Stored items
===

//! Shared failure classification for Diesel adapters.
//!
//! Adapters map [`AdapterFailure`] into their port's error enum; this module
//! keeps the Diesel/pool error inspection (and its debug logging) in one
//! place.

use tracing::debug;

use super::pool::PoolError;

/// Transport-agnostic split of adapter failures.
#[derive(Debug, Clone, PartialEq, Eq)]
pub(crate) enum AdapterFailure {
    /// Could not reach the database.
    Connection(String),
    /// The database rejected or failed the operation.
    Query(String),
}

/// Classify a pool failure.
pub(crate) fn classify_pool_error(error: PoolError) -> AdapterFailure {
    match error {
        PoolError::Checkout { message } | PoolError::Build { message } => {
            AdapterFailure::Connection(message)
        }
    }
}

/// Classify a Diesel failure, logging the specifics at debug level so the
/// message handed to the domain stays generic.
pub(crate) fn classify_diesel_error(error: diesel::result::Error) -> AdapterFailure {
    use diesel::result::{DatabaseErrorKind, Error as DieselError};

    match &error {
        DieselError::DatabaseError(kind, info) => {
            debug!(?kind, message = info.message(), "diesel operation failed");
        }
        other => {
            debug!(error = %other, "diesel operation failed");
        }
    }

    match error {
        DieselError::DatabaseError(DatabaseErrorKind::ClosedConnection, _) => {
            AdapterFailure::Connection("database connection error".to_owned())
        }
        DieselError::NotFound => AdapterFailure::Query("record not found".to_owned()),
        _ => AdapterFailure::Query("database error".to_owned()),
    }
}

===

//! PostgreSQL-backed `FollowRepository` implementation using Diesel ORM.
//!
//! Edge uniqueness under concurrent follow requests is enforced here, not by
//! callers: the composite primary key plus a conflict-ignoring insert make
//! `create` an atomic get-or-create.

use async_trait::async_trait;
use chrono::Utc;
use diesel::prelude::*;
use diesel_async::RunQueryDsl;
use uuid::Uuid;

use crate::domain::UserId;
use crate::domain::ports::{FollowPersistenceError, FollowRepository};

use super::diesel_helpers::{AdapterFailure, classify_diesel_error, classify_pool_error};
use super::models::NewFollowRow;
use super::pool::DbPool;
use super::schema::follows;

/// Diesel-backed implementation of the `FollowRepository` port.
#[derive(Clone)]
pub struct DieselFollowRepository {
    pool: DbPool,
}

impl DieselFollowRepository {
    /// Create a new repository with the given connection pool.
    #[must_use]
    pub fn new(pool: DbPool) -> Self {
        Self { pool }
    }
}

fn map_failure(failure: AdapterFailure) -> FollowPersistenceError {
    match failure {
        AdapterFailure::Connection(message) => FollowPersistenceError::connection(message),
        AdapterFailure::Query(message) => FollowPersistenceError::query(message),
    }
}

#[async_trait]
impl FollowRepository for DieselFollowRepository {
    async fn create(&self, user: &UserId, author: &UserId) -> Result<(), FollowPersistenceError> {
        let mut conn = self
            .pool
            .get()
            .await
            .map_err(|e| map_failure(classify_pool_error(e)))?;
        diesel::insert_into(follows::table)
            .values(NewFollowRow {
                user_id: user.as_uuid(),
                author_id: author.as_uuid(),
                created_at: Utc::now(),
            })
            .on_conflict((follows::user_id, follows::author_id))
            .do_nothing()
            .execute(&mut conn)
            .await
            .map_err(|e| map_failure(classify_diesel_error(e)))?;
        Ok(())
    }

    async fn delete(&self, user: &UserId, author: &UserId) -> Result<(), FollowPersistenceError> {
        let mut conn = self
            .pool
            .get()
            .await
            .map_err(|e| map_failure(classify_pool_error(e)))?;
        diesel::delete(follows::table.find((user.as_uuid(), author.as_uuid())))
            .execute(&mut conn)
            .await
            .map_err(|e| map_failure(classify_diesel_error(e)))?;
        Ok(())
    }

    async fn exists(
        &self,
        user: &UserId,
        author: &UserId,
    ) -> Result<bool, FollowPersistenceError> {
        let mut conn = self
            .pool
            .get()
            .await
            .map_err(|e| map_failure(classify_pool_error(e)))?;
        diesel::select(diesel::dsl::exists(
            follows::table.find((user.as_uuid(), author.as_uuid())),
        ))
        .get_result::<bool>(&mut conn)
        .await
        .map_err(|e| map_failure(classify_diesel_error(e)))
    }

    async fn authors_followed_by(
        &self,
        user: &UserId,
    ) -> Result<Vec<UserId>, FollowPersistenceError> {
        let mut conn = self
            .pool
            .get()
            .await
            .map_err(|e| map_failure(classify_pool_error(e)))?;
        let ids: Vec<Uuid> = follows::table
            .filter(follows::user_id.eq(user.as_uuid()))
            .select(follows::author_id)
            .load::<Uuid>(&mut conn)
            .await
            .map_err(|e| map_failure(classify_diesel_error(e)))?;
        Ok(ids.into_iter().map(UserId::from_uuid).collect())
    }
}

===

Search the entries above for the string "crate". Copy each line that holds it.

pub(crate) enum AdapterFailure {
pub(crate) fn classify_pool_error(error: PoolError) -> AdapterFailure {
pub(crate) fn classify_diesel_error(error: diesel::result::Error) -> AdapterFailure {
use crate::domain::UserId;
use crate::domain::ports::{FollowPersistenceError, FollowRepository};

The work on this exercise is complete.